Abstract

Using our accumulated datasets from Kenyan savanna, Mediterranean garigue, UK gardens and heathland, involving 76 plants from 30 families, we present detailed data to quantify the superiority of bees as pollinators of most flowering plants when compared with other flower visitors. Bees provided the majority of visits to study species at all sites, and 33 of the 76 plants received more than 90% of their visits from bees. Furthermore, pollen deposition onto stigmas from single-visit events (SVD, a measure of pollination effectiveness) was significantly higher for bees than non-bees at all the four sites where a major proportion of the flora was sampled.
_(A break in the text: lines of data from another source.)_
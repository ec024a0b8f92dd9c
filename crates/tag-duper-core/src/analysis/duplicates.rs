use crate::storage::models::CatalogEntry;
use ahash::AHashMap;
use serde::Serialize;
use std::collections::BTreeMap;
use std::path::PathBuf;
use tracing::debug;

/// fingerprint → paths sharing it, ordered by fingerprint.
pub type DuplicateMap = BTreeMap<String, Vec<PathBuf>>;

/// Group catalog paths sharing a fingerprint.
///
/// Only fingerprints occurring more than once form a group. Empty fingerprints
/// (directories, never-hashed records) and records invalidated by an algorithm
/// change are left out. Some members may no longer exist on disk; filtering by
/// existence is up to the caller.
pub fn duplicated_paths(entries: &[CatalogEntry]) -> DuplicateMap {
    let comparable = || {
        entries
            .iter()
            .filter(|e| !e.fingerprint.is_empty() && !e.is_invalidated())
    };

    let mut counts: AHashMap<&str, usize> = AHashMap::new();
    for entry in comparable() {
        *counts.entry(entry.fingerprint.as_str()).or_default() += 1;
    }

    let mut duplicates = DuplicateMap::new();
    for entry in comparable() {
        if counts.get(entry.fingerprint.as_str()).copied().unwrap_or(0) > 1 {
            duplicates
                .entry(entry.fingerprint.clone())
                .or_default()
                .push(entry.path());
        }
    }

    debug!("{} duplicated fingerprints", duplicates.len());
    duplicates
}

/// Members of a group that still exist on disk, in their original order.
pub fn existing_members(paths: &[PathBuf]) -> Vec<PathBuf> {
    paths.iter().filter(|p| p.exists()).cloned().collect()
}

/// Summary for `dupes --stats`.
#[derive(Debug, Clone, Copy, Default, PartialEq, Eq, Serialize)]
pub struct DuplicateStats {
    /// Groups meeting the existing-member minimum.
    pub groups: usize,
    /// Catalog records across those groups.
    pub files: usize,
    /// Records in those groups still present on disk.
    pub existing_files: usize,
    /// Bytes freed if each group were reduced to one existing member.
    pub reclaimable_bytes: u64,
}

pub fn duplicate_stats(entries: &[CatalogEntry], minimum: usize) -> DuplicateStats {
    let sizes: AHashMap<PathBuf, i64> = entries.iter().map(|e| (e.path(), e.size)).collect();
    let mut stats = DuplicateStats::default();

    for paths in duplicated_paths(entries).values() {
        let existing = existing_members(paths);
        if existing.len() < minimum || existing.is_empty() {
            continue;
        }
        let size = existing
            .first()
            .and_then(|p| sizes.get(p))
            .copied()
            .unwrap_or(0)
            .max(0) as u64;

        stats.groups += 1;
        stats.files += paths.len();
        stats.existing_files += existing.len();
        stats.reclaimable_bytes += size * (existing.len() as u64 - 1);
    }

    stats
}
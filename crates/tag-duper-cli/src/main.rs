mod commands;
mod logging;
mod progress;

use std::path::Path;
use std::process;
use std::sync::atomic::{AtomicBool, Ordering};
use std::sync::Arc;

use anyhow::{bail, Context, Result};
use clap::{CommandFactory, Parser};
use colored::*;
use commands::{Cli, Commands, DupesArgs};
use dotenv::dotenv;
use progress::CliReporter;
use tag_duper_core::analysis::{
    change_fingerprint_algorithm, duplicate_stats, preview_update, refresh_fingerprints,
    repair_path, ExternalCommand, KeepHighest, RemovalAction,
};
use tag_duper_core::scanner::changed_paths;
use tag_duper_core::storage::Database;
use tag_duper_core::{AppConfig, Algorithm, Resolver, ResolverOptions};
use tracing::{error, info};

fn main() {
    dotenv().ok();

    let args = Cli::parse();
    let _guard = logging::init_logger(args.verbose);

    let config = match tag_duper_core::config::load_configuration() {
        Ok(config) => config,
        Err(err) => {
            error!("Error loading configuration: {}", err);
            process::exit(1);
        }
    };

    let Some(command) = args.command else {
        let _ = Cli::command().print_long_help();
        return;
    };

    if let Err(err) = run(command, args.database.as_deref(), &config) {
        error!("{:#}", err);
        process::exit(1);
    }
}

fn run(command: Commands, database: Option<&str>, config: &AppConfig) -> Result<()> {
    let db = open_catalog(&config.database_path(database))?;

    match command {
        Commands::Check { json } => run_check(&db, json),
        Commands::Update { paths } => {
            let algorithm = db.fingerprint_algorithm()?;
            for preview in preview_update(&paths, algorithm) {
                match preview {
                    Ok(record) => println!(
                        "{}\t{}\t{}",
                        record.path.display(),
                        record.fingerprint,
                        record.mod_time
                    ),
                    Err(err) => error!("{}", err),
                }
            }
            Ok(())
        }
        Commands::Dupes(dupes) => run_dupes(&db, dupes, config),
        Commands::Repair {
            old,
            new,
            ignore_fingerprint,
        } => {
            repair_path(&db, &old, &new, ignore_fingerprint)?;
            println!("{} -> {}", old.display(), new.display());
            Ok(())
        }
        Commands::Rehash => {
            let summary = refresh_fingerprints(&db, &CliReporter::new())?;
            for path in &summary.failed {
                eprintln!("  {} {}", "✗".red(), path.display());
            }
            Ok(())
        }
        Commands::Algorithm { name: None } => {
            println!("{}", db.fingerprint_algorithm()?);
            Ok(())
        }
        Commands::Algorithm { name: Some(name) } => {
            let algorithm: Algorithm = name.parse()?;
            let invalidated = change_fingerprint_algorithm(&db, algorithm)?;
            info!(
                "{} fingerprints invalidated; run `tag-duper rehash` to recompute them",
                invalidated
            );
            Ok(())
        }
    }
}

fn open_catalog(path: &Path) -> Result<Database> {
    if !path.exists() {
        bail!("No catalog database at {}", path.display());
    }
    Database::open(path).with_context(|| format!("Cannot open catalog {}", path.display()))
}

fn run_check(db: &Database, json: bool) -> Result<()> {
    let report = changed_paths(&db.all_entries()?);

    if json {
        println!("{}", serde_json::to_string_pretty(&report)?);
        return Ok(());
    }

    let counts = report.counts();
    let rows = [
        ("modified", counts.modified),
        ("broken", counts.broken),
        ("deleted", counts.deleted),
        ("type", counts.type_changed),
        ("badmtime", counts.bad_mtime),
        ("linkres", counts.link_resolved),
    ];
    for (label, count) in rows {
        let count = if count > 0 {
            count.to_string().red()
        } else {
            count.to_string().green()
        };
        println!("{:>9}: {}", label, count);
    }
    Ok(())
}

fn run_dupes(db: &Database, args: DupesArgs, config: &AppConfig) -> Result<()> {
    let minimum = args.minimum.unwrap_or(config.dupes.minimum);

    if args.stats {
        let stats = duplicate_stats(&db.all_entries()?, minimum);
        println!("groups:      {}", stats.groups);
        println!("files:       {}", stats.files);
        println!("existing:    {}", stats.existing_files);
        println!("reclaimable: {} bytes", stats.reclaimable_bytes);
        return Ok(());
    }

    let default_limit = if args.stdin {
        config.dupes.stdin_limit
    } else {
        config.dupes.limit
    };
    let options = ResolverOptions {
        minimum,
        limit: args.limit.unwrap_or(default_limit),
        single: args.single,
        merge_multiple_survivors: args.merge_multiple_survivors,
    };

    let mut action: Box<dyn RemovalAction> = if args.keep_highest {
        Box::new(KeepHighest)
    } else {
        match args.command.or_else(|| config.dupes.command.clone()) {
            Some(command) => Box::new(ExternalCommand::new(command).with_stdin(args.stdin)),
            None => bail!("No removal action: pass --command, --keep-highest or --stats"),
        }
    };

    let reporter = CliReporter::new();
    let summary = Resolver::new(db, options)
        .with_cancel_flag(interrupt_flag()?)
        .run(action.as_mut(), &reporter)?;
    info!(
        "{} groups considered, {} files removed",
        summary.groups, summary.removed_files
    );
    Ok(())
}

/// Flag raised by Ctrl-C. The pass stops before its next batch and still
/// applies the merges it has confirmed.
fn interrupt_flag() -> Result<Arc<AtomicBool>> {
    let flag = Arc::new(AtomicBool::new(false));
    let handler_flag = Arc::clone(&flag);
    ctrlc::set_handler(move || {
        handler_flag.store(true, Ordering::SeqCst);
    })
    .context("Cannot install Ctrl-C handler")?;
    Ok(flag)
}

#[cfg(test)]
mod tests {
    use super::*;

    #[test]
    fn test_interrupt_flag_starts_lowered() {
        let flag = interrupt_flag().unwrap();
        assert!(!flag.load(Ordering::SeqCst));
        // only one handler per process
        assert!(interrupt_flag().is_err());
    }
}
Solitary bees, and also bumblebees in temperate habitats, were the best potential pollinators for most plants in this respect, and significantly out-performed honeybees. Only a few plants were well served by bombyliid flies, and fewer again by larger hoverflies, butterflies, or solitary wasps. Bees also achieved better matches of their visit timing to peak pollen availability (measured indirectly as peak SVD), and made much shorter visits to flowers than did non-bees, permitting a substantially greater visit frequency. Additionally, they deposited significantly lower levels of potentially deleterious heterospecific pollen on stigmas in heathland and Mediterranean garigue, though not in the UK garden with densely clustered high-diversity flowering, or in the Kenyan savanna site with particularly dispersed flowering patches and some specialist non-bee flowers. Our data provide a novel and quantified characterisation of the specific advantages of bees as flower visitors, and underline the need to conserve diverse bee communities.